### Your goal
Restate the records in their entirety, word for word.

┌────────

//! # Storage Module
//!
//! The boundary to the remote store: raw row shapes, the storage traits
//! the rest of the system depends on, and the sqlite implementation.

pub mod rows;
pub mod sqlite;
#[cfg(test)]
pub mod test_utils;
pub mod traits;

pub use rows::{DailyRecordRow, ExpenseRow, FixedCostRow, ProfileRow};
pub use sqlite::{DbConnection, SqliteStore};
pub use traits::{DailyRecordStorage, FixedCostStorage, ProfileStorage, RemoteStore};
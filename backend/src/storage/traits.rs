//! # Storage Traits
//!
//! This module defines the storage abstraction traits that stand between
//! the domain layer and whatever service actually persists the data.
//!
//! Reads return raw [`rows`](super::rows) in the remote's loose shapes;
//! normalization happens once, in the snapshot loader. Writes take already
//! typed values, since heterogeneity is a read-side phenomenon.

use anyhow::Result;
use async_trait::async_trait;
use shared::User;

use super::rows::{DailyRecordRow, FixedCostRow, ProfileRow};

/// Interface for profile storage operations
#[async_trait]
pub trait ProfileStorage: Send + Sync {
    /// Retrieve the profile row for a user, if one exists
    async fn get_profile(&self, user_id: &str) -> Result<Option<ProfileRow>>;

    /// Create or replace the profile row for a user
    async fn upsert_profile(&self, user_id: &str, user: &User) -> Result<()>;
}

/// Interface for recurring fixed cost storage operations
#[async_trait]
pub trait FixedCostStorage: Send + Sync {
    /// List all fixed costs for a user, ordered by name ascending
    async fn list_fixed_costs(&self, user_id: &str) -> Result<Vec<FixedCostRow>>;

    /// Store a new fixed cost, returning its generated id
    async fn store_fixed_cost(&self, user_id: &str, name: &str, monthly_amount: f64) -> Result<String>;

    /// Delete a fixed cost by id.
    /// Returns true if the cost was found and deleted, false otherwise
    async fn delete_fixed_cost(&self, user_id: &str, cost_id: &str) -> Result<bool>;
}

/// Interface for daily record and nested expense storage operations
#[async_trait]
pub trait DailyRecordStorage: Send + Sync {
    /// List all daily records for a user with their nested expenses.
    /// Returns records pre-sorted by date descending (most recent first)
    async fn list_daily_records(&self, user_id: &str) -> Result<Vec<DailyRecordRow>>;

    /// Create or update the record for a user and date, returning the record id.
    /// Fails if the record for that date has already been closed
    async fn upsert_daily_record(&self, user_id: &str, date: &str, earnings: f64, mileage: i64) -> Result<String>;

    /// Mark the record for a user and date as closed.
    /// Returns true if a record was found and closed, false otherwise
    async fn close_daily_record(&self, user_id: &str, date: &str) -> Result<bool>;

    /// Store a new expense under the record for a user and date, returning its id.
    /// Fails if no record exists for that date or the record is closed
    async fn store_expense(&self, user_id: &str, date: &str, expense_type: &str, amount: f64) -> Result<String>;

    /// Delete an expense by id.
    /// Returns true if the expense was found and deleted, false otherwise
    async fn delete_expense(&self, expense_id: &str) -> Result<bool>;
}

/// The full remote-store surface the snapshot loader and shell consume
pub trait RemoteStore: ProfileStorage + FixedCostStorage + DailyRecordStorage {}

impl<T: ProfileStorage + FixedCostStorage + DailyRecordStorage> RemoteStore for T {}
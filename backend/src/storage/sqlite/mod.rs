//! Sqlite-backed implementation of the storage traits.
//!
//! Plays the role of the remote persistence service: one repository per
//! collection over a shared connection, composed into [`SqliteStore`].

pub mod connection;
pub mod repositories;

use anyhow::Result;
use async_trait::async_trait;
use shared::User;

use crate::storage::rows::{DailyRecordRow, FixedCostRow, ProfileRow};
use crate::storage::traits::{DailyRecordStorage, FixedCostStorage, ProfileStorage};

pub use connection::DbConnection;
pub use repositories::{DailyRecordRepository, FixedCostRepository, ProfileRepository};

/// Store adapter over all four collections, backed by one sqlite database
#[derive(Clone)]
pub struct SqliteStore {
    profiles: ProfileRepository,
    fixed_costs: FixedCostRepository,
    daily_records: DailyRecordRepository,
}

impl SqliteStore {
    pub fn new(db: DbConnection) -> Self {
        Self {
            profiles: ProfileRepository::new(db.clone()),
            fixed_costs: FixedCostRepository::new(db.clone()),
            daily_records: DailyRecordRepository::new(db),
        }
    }
}

#[async_trait]
impl ProfileStorage for SqliteStore {
    async fn get_profile(&self, user_id: &str) -> Result<Option<ProfileRow>> {
        self.profiles.get_profile(user_id).await
    }

    async fn upsert_profile(&self, user_id: &str, user: &User) -> Result<()> {
        self.profiles.upsert_profile(user_id, user).await
    }
}

#[async_trait]
impl FixedCostStorage for SqliteStore {
    async fn list_fixed_costs(&self, user_id: &str) -> Result<Vec<FixedCostRow>> {
        self.fixed_costs.list_fixed_costs(user_id).await
    }

    async fn store_fixed_cost(&self, user_id: &str, name: &str, monthly_amount: f64) -> Result<String> {
        self.fixed_costs.store_fixed_cost(user_id, name, monthly_amount).await
    }

    async fn delete_fixed_cost(&self, user_id: &str, cost_id: &str) -> Result<bool> {
        self.fixed_costs.delete_fixed_cost(user_id, cost_id).await
    }
}

#[async_trait]
impl DailyRecordStorage for SqliteStore {
    async fn list_daily_records(&self, user_id: &str) -> Result<Vec<DailyRecordRow>> {
        self.daily_records.list_daily_records(user_id).await
    }

    async fn upsert_daily_record(&self, user_id: &str, date: &str, earnings: f64, mileage: i64) -> Result<String> {
        self.daily_records.upsert_daily_record(user_id, date, earnings, mileage).await
    }

    async fn close_daily_record(&self, user_id: &str, date: &str) -> Result<bool> {
        self.daily_records.close_daily_record(user_id, date).await
    }

    async fn store_expense(&self, user_id: &str, date: &str, expense_type: &str, amount: f64) -> Result<String> {
        self.daily_records.store_expense(user_id, date, expense_type, amount).await
    }

    async fn delete_expense(&self, expense_id: &str) -> Result<bool> {
        self.daily_records.delete_expense(expense_id).await
    }
}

└────────

### Task answer
//! # Storage Module
//!
//! The boundary to the remote store: raw row shapes, the storage traits
//! the rest of the system depends on, and the sqlite implementation.

pub mod rows;
pub mod sqlite;
#[cfg(test)]
pub mod test_utils;
pub mod traits;

pub use rows::{DailyRecordRow, ExpenseRow, FixedCostRow, ProfileRow};
pub use sqlite::{DbConnection, SqliteStore};
pub use traits::{DailyRecordStorage, FixedCostStorage, ProfileStorage, RemoteStore};
filename backend/src/storage/traits.rs
//! # Storage Traits
//!
//! This module defines the storage abstraction traits that stand between
//! the domain layer and whatever service actually persists the data.
//!
//! Reads return raw [`rows`](super::rows) in the remote's loose shapes;
//! normalization happens once, in the snapshot loader. Writes take already
//! typed values, since heterogeneity is a read-side phenomenon.

use anyhow::Result;
use async_trait::async_trait;
use shared::User;

use super::rows::{DailyRecordRow, FixedCostRow, ProfileRow};

/// Interface for profile storage operations
#[async_trait]
pub trait ProfileStorage: Send + Sync {
    /// Retrieve the profile row for a user, if one exists
    async fn get_profile(&self, user_id: &str) -> Result<Option<ProfileRow>>;

    /// Create or replace the profile row for a user
    async fn upsert_profile(&self, user_id: &str, user: &User) -> Result<()>;
}

/// Interface for recurring fixed cost storage operations
#[async_trait]
pub trait FixedCostStorage: Send + Sync {
    /// List all fixed costs for a user, ordered by name ascending
    async fn list_fixed_costs(&self, user_id: &str) -> Result<Vec<FixedCostRow>>;

    /// Store a new fixed cost, returning its generated id
    async fn store_fixed_cost(&self, user_id: &str, name: &str, monthly_amount: f64) -> Result<String>;

    /// Delete a fixed cost by id.
    /// Returns true if the cost was found and deleted, false otherwise
    async fn delete_fixed_cost(&self, user_id: &str, cost_id: &str) -> Result<bool>;
}

/// Interface for daily record and nested expense storage operations
#[async_trait]
pub trait DailyRecordStorage: Send + Sync {
    /// List all daily records for a user with their nested expenses.
    /// Returns records pre-sorted by date descending (most recent first)
    async fn list_daily_records(&self, user_id: &str) -> Result<Vec<DailyRecordRow>>;

    /// Create or update the record for a user and date, returning the record id.
    /// Fails if the record for that date has already been closed
    async fn upsert_daily_record(&self, user_id: &str, date: &str, earnings: f64, mileage: i64) -> Result<String>;

    /// Mark the record for a user and date as closed.
    /// Returns true if a record was found and closed, false otherwise
    async fn close_daily_record(&self, user_id: &str, date: &str) -> Result<bool>;

    /// Store a new expense under the record for a user and date, returning its id.
    /// Fails if no record exists for that date or the record is closed
    async fn store_expense(&self, user_id: &str, date: &str, expense_type: &str, amount: f64) -> Result<String>;

    /// Delete an expense by id.
    /// Returns true if the expense was found and deleted, false otherwise
    async fn delete_expense(&self, expense_id: &str) -> Result<bool>;
}

/// The full remote-store surface the snapshot loader and shell consume
pub trait RemoteStore: ProfileStorage + FixedCostStorage + DailyRecordStorage {}

impl<T: ProfileStorage + FixedCostStorage + DailyRecordStorage> RemoteStore for T {}
filename backend/src/storage/sqlite/mod.rs
//! Sqlite-backed implementation of the storage traits.
//!
//! Plays the role of the remote persistence service: one repository per
//! collection over a shared connection, composed into [`SqliteStore`].

pub mod connection;
pub mod repositories;

use anyhow::Result;
use async_trait::async_trait;
use shared::User;

use crate::storage::rows::{DailyRecordRow, FixedCostRow, ProfileRow};
use crate::storage::traits::{DailyRecordStorage, FixedCostStorage, ProfileStorage};

pub use connection::DbConnection;
pub use repositories::{DailyRecordRepository, FixedCostRepository, ProfileRepository};

/// Store adapter over all four collections, backed by one sqlite database
#[derive(Clone)]
pub struct SqliteStore {
    profiles: ProfileRepository,
    fixed_costs: FixedCostRepository,
    daily_records: DailyRecordRepository,
}

impl SqliteStore {
    pub fn new(db: DbConnection) -> Self {
        Self {
            profiles: ProfileRepository::new(db.clone()),
            fixed_costs: FixedCostRepository::new(db.clone()),
            daily_records: DailyRecordRepository::new(db),
        }
    }
}

#[async_trait]
impl ProfileStorage for SqliteStore {
    async fn get_profile(&self, user_id: &str) -> Result<Option<ProfileRow>> {
        self.profiles.get_profile(user_id).await
    }

    async fn upsert_profile(&self, user_id: &str, user: &User) -> Result<()> {
        self.profiles.upsert_profile(user_id, user).await
    }
}

#[async_trait]
impl FixedCostStorage for SqliteStore {
    async fn list_fixed_costs(&self, user_id: &str) -> Result<Vec<FixedCostRow>> {
        self.fixed_costs.list_fixed_costs(user_id).await
    }

    async fn store_fixed_cost(&self, user_id: &str, name: &str, monthly_amount: f64) -> Result<String> {
        self.fixed_costs.store_fixed_cost(user_id, name, monthly_amount).await
    }

    async fn delete_fixed_cost(&self, user_id: &str, cost_id: &str) -> Result<bool> {
        self.fixed_costs.delete_fixed_cost(user_id, cost_id).await
    }
}

#[async_trait]
impl DailyRecordStorage for SqliteStore {
    async fn list_daily_records(&self, user_id: &str) -> Result<Vec<DailyRecordRow>> {
        self.daily_records.list_daily_records(user_id).await
    }

    async fn upsert_daily_record(&self, user_id: &str, date: &str, earnings: f64, mileage: i64) -> Result<String> {
        self.daily_records.upsert_daily_record(user_id, date, earnings, mileage).await
    }

    async fn close_daily_record(&self, user_id: &str, date: &str) -> Result<bool> {
        self.daily_records.close_daily_record(user_id, date).await
    }

    async fn store_expense(&self, user_id: &str, date: &str, expense_type: &str, amount: f64) -> Result<String> {
        self.daily_records.store_expense(user_id, date, expense_type, amount).await
    }

    async fn delete_expense(&self, expense_id: &str) -> Result<bool> {
        self.daily_records.delete_expense(expense_id).await
    }
}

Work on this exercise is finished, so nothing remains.